A afirmação que extraordinários níveis de desigualdade constituem uma profunda injustiça e não um elemento necessário de ordem natural é o ponto de atrito na base da rejeição da mensagem do papa Francisco nos Estados Unidos. Que a nação mais rica do mundo tenha o nível mais elevado de desigualdade de renda entre os países mais desenvolvidos é uma injustiça, e não a ordem natural. Que as 85 pessoas mais ricas do mundo possuam mais riqueza que os 3,5 bilhões mais pobres é uma injustiça, e não a ordem natural. As correntes de pensamento americanas que consideram índices grotescos de desigualdade inevitáveis em uma economia de mercado constituem uma ideologia da justificação e da autoindulgência, impossível de conciliar com a consciência de ser cúmplices da injustiça e com o imperativo à conversão que jorra de qualquer aplicação sensata do Evangelho às relações econômicas no mundo em que vivemos.
A santidade do mercado
O segundo pressuposto cultural amplamente aceito nos Estados Unidos é que a liberdade de mercado seja um imperativo categórico ao invés de uma liberdade instrumental. Nenhum elemento dos ensinamentos do papa Francisco sobre justiça econômica recebeu mais críticas que a sua rejeição da autonomia absoluta dos mercados. Os defensores do capitalismo americano rebateram as criticas do Papa com duas diferentes argumentações. A primeira sustenta que os sistemas econômicos ocidentais não são completamente autônomos, mas sujeitos à regras que salvaguardam importantes direitos humanos. A segunda sustenta que o livre mercado é o melhor sistema para produzir riqueza em vantagem de todas as classes sociais e para dar atuação ao direito humano fundamental a estipular contratos e a empreender.

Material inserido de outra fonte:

//! Single-file cleanup pipeline.

use std::ffi::OsString;
use std::path::{Path, PathBuf};
use std::sync::Arc;

use tempfile::{Builder, NamedTempFile};

use super::filter_chain::{chain_variants, resolve_model_path, FilterChainSpec};
use super::types::{
    CleanResult, DenoiseConfig, DenoiseError, CONVERSION_SAMPLE_RATE, WORKING_EXTENSION,
};
use super::validation::validate_paths;
use crate::models::DenoiseResult;
use crate::tools::{probe_duration, ProcessRunner, ToolResult, ToolRunner};

/// What a successful pipeline run measured.
#[derive(Debug, Clone, PartialEq)]
pub(crate) struct CleanOutcome {
    pub input_duration: f64,
    pub output_duration: Option<f64>,
    pub noise_suppressed: bool,
    pub precise_fade: bool,
}

/// A failed pipeline run, with the input duration if it was measured.
#[derive(Debug)]
pub(crate) struct CleanFailure {
    pub error: DenoiseError,
    pub input_duration: Option<f64>,
}

impl CleanFailure {
    fn after_probe(error: DenoiseError, input_duration: f64) -> Self {
        Self {
            error,
            input_duration: Some(input_duration),
        }
    }
}

impl From<DenoiseError> for CleanFailure {
    fn from(error: DenoiseError) -> Self {
        Self {
            error,
            input_duration: None,
        }
    }
}

/// Cleans TTS clips with an ffmpeg filter chain.
///
/// Every failure is reported through the return value; nothing here panics
/// or returns an error to the caller.
pub struct DenoiseEngine {
    runner: Arc<dyn ToolRunner>,
    config: DenoiseConfig,
}

impl DenoiseEngine {
    /// Engine that runs the real ffmpeg/ffprobe binaries.
    pub fn new(config: DenoiseConfig) -> Self {
        Self::with_runner(Arc::new(ProcessRunner::new()), config)
    }

    pub fn with_runner(runner: Arc<dyn ToolRunner>, config: DenoiseConfig) -> Self {
        Self { runner, config }
    }

    pub fn config(&self) -> &DenoiseConfig {
        &self.config
    }

    /// Clean `input` into `output` (which may be the same path).
    pub fn clean(&self, input: &Path, output: &Path) -> bool {
        self.process(input, output, None).success
    }

    /// Like [`Self::clean`] with an explicit RNNoise model.
    pub fn clean_with_model(&self, input: &Path, output: &Path, model: &Path) -> bool {
        self.process(input, output, Some(model)).success
    }

    /// Clean one file and report durations.
    pub fn clean_file(&self, input: &Path, output: &Path) -> DenoiseResult {
        self.process(input, output, None)
    }

    pub(crate) fn process(&self, input: &Path, output: &Path, model: Option<&Path>) -> DenoiseResult {
        if let Err(e) = validate_paths(input, output) {
            tracing::warn!("[Denoise] {}", e);
            return DenoiseResult::failed(input, output, e.kind(), e.to_string());
        }

        match self.run_pipeline(input, output, model) {
            Ok(outcome) => {
                tracing::debug!(
                    "[Denoise] {}: noise suppression {}, precise fade {}",
                    output.display(),
                    if outcome.noise_suppressed { "on" } else { "off" },
                    if outcome.precise_fade { "applied" } else { "skipped" }
                );
                DenoiseResult::succeeded(
                    input,
                    output,
                    Some(outcome.input_duration),
                    outcome.output_duration,
                )
            }
            Err(CleanFailure {
                error,
                input_duration,
            }) => {
                tracing::error!("[Denoise] {}: {}", input.display(), error);
                DenoiseResult::failed(input, output, error.kind(), error.to_string())
                    .with_input_duration(input_duration)
            }
        }
    }

    pub(crate) fn run_pipeline(
        &self,
        input: &Path,
        output: &Path,
        model: Option<&Path>,
    ) -> Result<CleanOutcome, CleanFailure> {
        let model = resolve_model_path(model.or(self.config.model_path.as_deref()));

        // Held until the end so the converted copy outlives every pass
        let converted = if is_working_format(input) {
            None
        } else {
            tracing::info!(
                "[Denoise] Non-WAV input detected ({}), converting to WAV first",
                input.display()
            );
            Some(self.convert_to_working_format(input)?)
        };
        let working = converted.as_ref().map_or(input, |tmp| tmp.path());

        let input_duration = probe_duration(&*self.runner, &self.config.ffprobe_path, working)
            .map_err(DenoiseError::probe)?;

        let failed = |error| CleanFailure::after_probe(error, input_duration);
        let (trimmed, noise_suppressed) = self
            .run_filter_pass(working, output, model.as_deref(), input_duration)
            .map_err(failed)?;

        let (final_tmp, precise_fade) = match self.precise_fade(trimmed.path(), output) {
            Some(faded) => (faded, true),
            None => (trimmed, false),
        };

        self.publish(final_tmp, output).map_err(failed)?;

        let output_duration =
            match probe_duration(&*self.runner, &self.config.ffprobe_path, output) {
                Ok(d) => {
                    tracing::info!(
                        "[Denoise] Complete: {:.2}s -> {:.2}s (saved {:.2}s)",
                        input_duration,
                        d,
                        input_duration - d
                    );
                    Some(d)
                }
                Err(e) => {
                    tracing::info!(
                        "[Denoise] Complete (could not measure output duration: {})",
                        e
                    );
                    None
                }
            };

        Ok(CleanOutcome {
            input_duration,
            output_duration,
            noise_suppressed,
            precise_fade,
        })
    }

    /// Convert to 16-bit 44.1kHz WAV in the system temp directory.
    fn convert_to_working_format(&self, input: &Path) -> CleanResult<NamedTempFile> {
        let tmp = Builder::new()
            .prefix("dub-convert-")
            .suffix(&format!(".{}", WORKING_EXTENSION))
            .tempfile()
            .map_err(|e| DenoiseError::io("creating conversion temp file", e))?;

        let args: Vec<OsString> = vec![
            "-i".into(),
            input.as_os_str().to_owned(),
            "-acodec".into(),
            "pcm_s16le".into(),
            "-ar".into(),
            CONVERSION_SAMPLE_RATE.to_string().into(),
            "-y".into(),
            tmp.path().as_os_str().to_owned(),
        ];

        self.runner
            .run(&self.config.ffmpeg_path, &args)
            .map_err(|e| DenoiseError::tool("WAV conversion", e))?;

        Ok(tmp)
    }

    /// First pass: try each chain variant until one succeeds.
    ///
    /// A missing ffmpeg ends the attempt immediately.
    fn run_filter_pass(
        &self,
        working: &Path,
        output: &Path,
        model: Option<&Path>,
        duration_secs: f64,
    ) -> CleanResult<(NamedTempFile, bool)> {
        let tmp = working_temp(output)?;
        let variants = chain_variants(model, duration_secs);
        let mut last_error = None;

        for (idx, chain) in variants.iter().enumerate() {
            match self.run_ffmpeg_filter(working, tmp.path(), chain) {
                Ok(()) => return Ok((tmp, chain.has_noise_suppression())),
                Err(e) if e.is_missing() => {
                    return Err(DenoiseError::tool("filter pass", e));
                }
                Err(e) => {
                    if idx + 1 < variants.len() {
                        tracing::warn!(
                            "[Denoise] arnndn filter failed, retrying without RNNoise denoise: {}",
                            e
                        );
                    }
                    last_error = Some(e);
                }
            }
        }

        match last_error {
            Some(e) => Err(DenoiseError::tool("ffmpeg filter chain", e)),
            None => Err(DenoiseError::FilterExecution {
                stage: "ffmpeg filter chain".to_string(),
                message: "no filter chain to run".to_string(),
            }),
        }
    }

    /// Second pass: re-fade at the trimmed length. `None` means keep the first-pass file.
    fn precise_fade(&self, trimmed: &Path, output: &Path) -> Option<NamedTempFile> {
        let trimmed_duration =
            match probe_duration(&*self.runner, &self.config.ffprobe_path, trimmed) {
                Ok(d) => d,
                Err(e) => {
                    tracing::warn!("[Denoise] Could not probe trimmed clip, fade skipped: {}", e);
                    return None;
                }
            };

        let tmp = match working_temp(output) {
            Ok(tmp) => tmp,
            Err(e) => {
                tracing::warn!("[Denoise] Fade skipped: {}", e);
                return None;
            }
        };

        let chain = FilterChainSpec::fade_only(trimmed_duration);
        match self.run_ffmpeg_filter(trimmed, tmp.path(), &chain) {
            Ok(()) => Some(tmp),
            Err(e) => {
                tracing::warn!("[Denoise] Precision fade failed, keeping trimmed output: {}", e);
                None
            }
        }
    }

    /// Move the finished working file to `output`.
    ///
    /// A WAV destination is a rename. Any other extension is encoded from the
    /// working file exactly once, into a temp beside `output`, then renamed.
    fn publish(&self, working: NamedTempFile, output: &Path) -> CleanResult<()> {
        let publish_err = |e: tempfile::PersistError| {
            DenoiseError::io(format!("publishing {}", output.display()), e.error)
        };

        if is_working_format(output) {
            return working.persist(output).map(|_| ()).map_err(publish_err);
        }

        let encoded = temp_beside(output, &output_suffix(output))?;
        let args: Vec<OsString> = vec![
            "-i".into(),
            working.path().as_os_str().to_owned(),
            "-y".into(),
            encoded.path().as_os_str().to_owned(),
        ];
        self.runner
            .run(&self.config.ffmpeg_path, &args)
            .map_err(|e| DenoiseError::tool("output encode", e))?;

        encoded.persist(output).map(|_| ()).map_err(publish_err)
    }

    fn run_ffmpeg_filter(
        &self,
        input: &Path,
        output: &Path,
        chain: &FilterChainSpec,
    ) -> ToolResult<()> {
        let args: Vec<OsString> = vec![
            "-i".into(),
            input.as_os_str().to_owned(),
            "-af".into(),
            chain.render().into(),
            "-y".into(),
            output.as_os_str().to_owned(),
        ];

        tracing::debug!("[Denoise] Filter chain: {}", chain.render());
        self.runner.run(&self.config.ffmpeg_path, &args).map(|_| ())
    }
}

/// Whether `path` already has the working format's extension.
fn is_working_format(path: &Path) -> bool {
    path.extension()
        .and_then(|e| e.to_str())
        .is_some_and(|e| e.eq_ignore_ascii_case(WORKING_EXTENSION))
}

/// WAV temp beside `output`, so the final rename stays on one filesystem.
fn working_temp(output: &Path) -> CleanResult<NamedTempFile> {
    temp_beside(output, &format!(".{}", WORKING_EXTENSION))
}

fn output_suffix(output: &Path) -> String {
    output
        .extension()
        .map(|e| format!(".{}", e.to_string_lossy()))
        .unwrap_or_default()
}

fn temp_beside(output: &Path, suffix: &str) -> CleanResult<NamedTempFile> {
    let dir: PathBuf = match output.parent() {
        Some(p) if !p.as_os_str().is_empty() => p.to_path_buf(),
        _ => PathBuf::from("."),
    };

    Builder::new()
        .prefix(".dub-clean-")
        .suffix(suffix)
        .tempfile_in(&dir)
        .map_err(|e| DenoiseError::io(format!("creating temp file in {}", dir.display()), e))
}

Ambas contêm importantes elementos de verdade. No Ocidente os mercados não são livres em sentido absoluto, mas incorporam tutelas basilares da dignidade humana. Além disso, os mercados constituem o mecanismo central na criação da riqueza que permitiu a milhões de pessoas nas últimas décadas deixar a pobreza pra trás, principalmente na China e na Índia. Por fim, os livres mercados dão expressão e subsistência à importante liberdade da pessoa de empreender e estipular contratos. Por todas essas razões, mercados relativamente livres favorecem o instauro da justiça econômica no mundo.
Mas nos últimos cinquenta anos a Doutrina Social da Igreja deixou claro que o livre mercado não constitui um primeiro princípio na justiça econômica. A liberdade dos mercados é pela sua própria natureza puramente instrumental, e deve ser governada pela sociedade e pela política voltada para o bem comum. A encíclica Centesimus annus João Paulo II insere de forma sábia na doutrina social uma avaliação moderna de mercado e esclarece que a liberdade no âmbito econômico deve ser “enquadrada em um contexto jurídico sólido que a coloque a serviço da liberdade humana integral e a considere como uma dimensão particular desta liberdade, cujo centro é ético e religioso” (n. 42).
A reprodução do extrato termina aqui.